AI research lab NeoCognition lands $40M seed to build agents that learn like humans
The startup aims to solve AI agents' 50% failure rate by mimicking how humans rapidly master new domains.
NeoCognition, a new AI research lab founded by Ohio State professor Yu Su, has launched from stealth with a substantial $40 million seed funding round. The investment was co-led by Cambium Capital and Walden Catalyst Ventures, with notable participation from Vista Equity Partners and angel investors including Intel CEO Lip-Bu Tan and Databricks co-founder Ion Stoica. Su, who initially resisted commercializing his academic work, was convinced to start the company by recent foundational model advances that could enable truly personalized AI agents.
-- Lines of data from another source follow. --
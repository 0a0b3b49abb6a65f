//! Pickle byte stream to values

use super::opcode::*;
use super::value::Value;
use crate::dtype::DType;
use crate::error::{Error, Result};
use crate::tensor::{Layout, Residency, Storage, Tensor, checked_elem_count};
use std::cell::{Cell, RefCell};
use std::collections::HashMap;
use std::rc::Rc;

/// Largest single allocation made ahead of the bytes that fill it
const READ_CHUNK: usize = 64 * 1024;

/// Maps a fully qualified global name (`module.Name`) to the class name
/// recorded on the resulting [`Value::Object`]. Returning `None` rejects the
/// global.
pub type ClassResolver<'a> = &'a dyn Fn(&str) -> Option<String>;

/// Parse a pickle stream.
///
/// `reader` fills the buffer it is given and returns the number of bytes
/// written; returning 0 means the stream is exhausted. `bounds_checker`
/// reports whether more input is available and is consulted before every
/// opcode. Tensor references are looked up in `tensor_table`; inline tensors
/// are rebuilt in host memory.
///
/// If the top-level value is a list or tuple its elements are returned,
/// otherwise the value itself.
pub fn unpickle_stream<R, B>(
    reader: R,
    bounds_checker: B,
    tensor_table: Option<&[Tensor]>,
    class_resolver: Option<ClassResolver<'_>>,
) -> Result<Vec<Value>>
where
    R: FnMut(&mut [u8]) -> usize,
    B: FnMut() -> bool,
{
    let mut unpickler = Unpickler {
        reader,
        bounds_checker,
        tensor_table,
        class_resolver,
        stack: Vec::new(),
        marks: Vec::new(),
        memo: HashMap::new(),
    };
    let value = unpickler.run()?;
    Ok(match value {
        Value::List(items) | Value::Tuple(items) => items,
        other => vec![other],
    })
}

/// Parse a complete in-memory pickle. See [`unpickle_stream`].
pub fn unpickle(
    data: &[u8],
    tensor_table: Option<&[Tensor]>,
    class_resolver: Option<ClassResolver<'_>>,
) -> Result<Vec<Value>> {
    let pos = Cell::new(0usize);
    let reader = |buf: &mut [u8]| {
        let start = pos.get();
        let n = buf.len().min(data.len() - start);
        buf[..n].copy_from_slice(&data[start..start + n]);
        pos.set(start + n);
        n
    };
    unpickle_stream(reader, || pos.get() < data.len(), tensor_table, class_resolver)
}

/// Callable reached through `GLOBAL` or `STACK_GLOBAL`
#[derive(Clone, Debug)]
enum Global {
    TensorFromId,
    TensorInline,
    Class(String),
}

#[derive(Clone, Debug)]
enum Item {
    Value(Value),
    /// A memoized value; the stack and the memo see the same slot
    Shared(Rc<RefCell<Value>>),
    Global(Global),
}

impl Item {
    // A shared slot is read when its consumer pops it, after the pickler
    // has finished filling it. Only a reference cycle observes a partial value.
    fn into_value(self) -> Result<Value> {
        match self {
            Item::Value(v) => Ok(v),
            Item::Shared(slot) => Ok(slot.borrow().clone()),
            Item::Global(g) => Err(Error::pickle(format!("expected a value, found global {g:?}"))),
        }
    }
}

struct Unpickler<'a, R, B> {
    reader: R,
    bounds_checker: B,
    tensor_table: Option<&'a [Tensor]>,
    class_resolver: Option<ClassResolver<'a>>,
    stack: Vec<Item>,
    marks: Vec<usize>,
    memo: HashMap<u32, Item>,
}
Su argues that today's AI agents from companies like Anthropic (Claude Code), OpenAI, and Perplexity are unreliable generalists, successfully completing tasks only about 50% of the time. NeoCognition's core thesis is that for agents to become trustworthy, independent workers, they must be able to self-learn and specialize rapidly in any given domain, mirroring how humans master new professions. The company is building agents that can autonomously construct a "world model" of a specific environment, which Su views as the critical missing link for reliability. With a team of about 15, mostly PhDs, NeoCognition plans to sell its agent systems to enterprise SaaS companies, leveraging Vista Equity's vast portfolio for go-to-market access.
- Raised $40M seed from Cambium Capital, Walden Catalyst, and Vista Equity, with angels including Intel's CEO.
- Aims to solve the ~50% failure rate of current AI agents by enabling autonomous specialization.
- Plans to sell self-learning agent systems to enterprise SaaS companies to build AI workers.
Why It Matters
If successful, it could create reliable, autonomous AI workers for enterprises, moving beyond today's error-prone assistants.